The American ideal, then, of sexuality appears to be rooted in the American ideal of masculinity. This appeal has created cowboys and Indians, good guys and bad guys, punks and studs, tough guys and softies, butch and faggot, black and white. It is an ideal so paralytically infantile that it is virtually forbidden — as an unpatriotic act — that the American boy evolve into the complexity of manhood.

Twenty-five years earlier, he had alluded to the ‘body of sexual myths… around the figure of the American Negro’ who ‘is penalized for the guilty imagination of the white people who invest him with their hates and longings, and is the principal target of their sexual paranoia’. In his story ‘This Morning, This Evening, So Soon’, published in 1960 and written during the time when he was working on Another Country, he wrote: ‘They want you to feel that you’re not a man, maybe that’s the only way they can feel like men.’

Baldwin’s version of the American dream hangs just as darkly over his other characters as over Rufus and Leona. Masculinity is a nightmare from which his characters cannot awake. The city is a prison-house of desires which cannot be fulfilled.
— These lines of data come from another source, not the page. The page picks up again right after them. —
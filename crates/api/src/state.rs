//! Application state

use std::sync::Arc;

use storefront_payments::{PaymentResult, WebhookHandler, WebhookVerifier};

use crate::config::Config;

/// Shared application state
#[derive(Clone)]
pub struct AppState {
    pub config: Arc<Config>,
    pub verifier: Arc<WebhookVerifier>,
    pub webhooks: Arc<WebhookHandler>,
}

impl AppState {
    /// Fails if the configured webhook secret cannot be decoded
    pub fn new(config: Config, webhooks: WebhookHandler) -> PaymentResult<Self> {
        let verifier = WebhookVerifier::new(&config.webhook_secret, config.webhook_tolerance_secs)?;
        tracing::info!(
            tolerance_secs = verifier.tolerance_secs(),
            "Payment webhook verification enabled"
        );

        Ok(Self {
            config: Arc::new(config),
            verifier: Arc::new(verifier),
            webhooks: Arc::new(webhooks),
        })
    }
}
#[async_trait]
impl WebhookLedger for PgStore {
    async fn claim(&self, event_id: &str, event_type: &str) -> StoreResult<bool> {
        // INSERT...ON CONFLICT...RETURNING gives exactly one concurrent caller the claim.
        // Events that failed, or that have been stuck in processing past the
        // timeout, may be claimed again.
        let claimed: Option<(Uuid,)> = sqlx::query_as(
            r#"
            INSERT INTO payment_webhook_events
                (id, event_id, event_type, processing_result, processing_started_at)
            VALUES ($1, $2, $3, 'processing', NOW())
            ON CONFLICT (event_id) DO UPDATE SET
                processing_result = 'processing',
                processing_started_at = NOW(),
                error_message = NULL,
                updated_at = NOW()
            WHERE payment_webhook_events.processing_result = 'error'
               OR (payment_webhook_events.processing_result = 'processing'
                   AND payment_webhook_events.processing_started_at < NOW() - make_interval(mins => $4))
            RETURNING id
            "#,
        )
        .bind(Uuid::new_v4())
        .bind(event_id)
        .bind(event_type)
        .bind(STUCK_PROCESSING_TIMEOUT_MINUTES)
        .fetch_optional(&self.pool)
        .await?;

        Ok(claimed.is_some())
    }

    async fn complete(
        &self,
        event_id: &str,
        result: ProcessingResult,
        error_message: Option<&str>,
    ) -> StoreResult<()> {
        sqlx::query(
            r#"
            UPDATE payment_webhook_events
            SET processing_result = $1, error_message = $2, updated_at = NOW()
            WHERE event_id = $3
            "#,
        )
        .bind(result.as_str())
        .bind(error_message)
        .bind(event_id)
        .execute(&self.pool)
        .await?;
        Ok(())
    }

    async fn get(&self, event_id: &str) -> StoreResult<Option<WebhookEventRecord>> {
        let row: Option<WebhookEventRow> = sqlx::query_as(
            r#"
            SELECT id, event_id, event_type, processing_result, processing_started_at,
                   error_message, created_at, updated_at
            FROM payment_webhook_events
            WHERE event_id = $1
            "#,
        )
        .bind(event_id)
        .fetch_optional(&self.pool)
        .await?;

        row.map(|row| -> StoreResult<WebhookEventRecord> {
            Ok(WebhookEventRecord {
                processing_result: row.processing_result.parse()?,
                id: row.id,
                event_id: row.event_id,
                event_type: row.event_type,
                processing_started_at: row.processing_started_at,
                error_message: row.error_message,
                created_at: row.created_at,
                updated_at: row.updated_at,
            })
        })
        .transpose()
    }

    async fn purge_older_than(&self, cutoff: OffsetDateTime) -> StoreResult<u64> {
        let result = sqlx::query(
            r#"
            DELETE FROM payment_webhook_events
            WHERE created_at < $1
              AND processing_result <> 'processing'
            "#,
        )
        .bind(cutoff)
        .execute(&self.pool)
        .await?;
        Ok(result.rows_affected())
    }
}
The description of Benno’s Bar in Another Country is Baldwin at his most eloquent:

The bar was terribly crowded. Advertising men were there drinking double shots of bourbon or vodka, on the rocks; college boys were there, their wet fingers slippery on the beer bottles; lone men stood near the doors or in corners, watching the drifting women. The college boys, gleaming with ignorance and mad with chastity, made terrified efforts to attract the feminine attention, but succeeded only in attracting each other. Some of the men were buying drinks for some of the women — who wandered incessantly from the juke-box to the bar — and they faced each other over smiles which were pitched, with an eerie precision, between longing and contempt. Black-and-white couples were together here — closer together now than they would be later, when they got home. These several histories were camouflaged in the jargon which, wave upon wave, rolled through the bar; were locked in a silence like the silence of glaciers. Only the juke-box spoke, grinding out each evening, all evening long, syncopated, synthetic laments for love.

‘Richard and Cass,’ Baldwin told the Paris Review, ‘were part of the décor. From my point of view there was nothing in the least idealistic about Richard. He was modelled on several liberal American careerists from then and now.’ Vivaldo, more than any of the other characters, is locked in the world of Benno’s, pitched between longing and contempt, locked inside an icy masculinity. The second part of the novel dramatizes his efforts of escape from this. The key moment in his slow and uneasy redemption occurs in the scene where he has been watching a blonde woman at the bar ‘And something in him was breaking: he was briefly and horribly, in a region where there were no definitions of any kind, neither of colour nor of male or female. There was only the leap and the rending and the terror and the surrender.’ A similar scene occurs in Baldwin’s story ‘This Morning, This Evening, So Soon’ where our hero is married to a Swedish woman.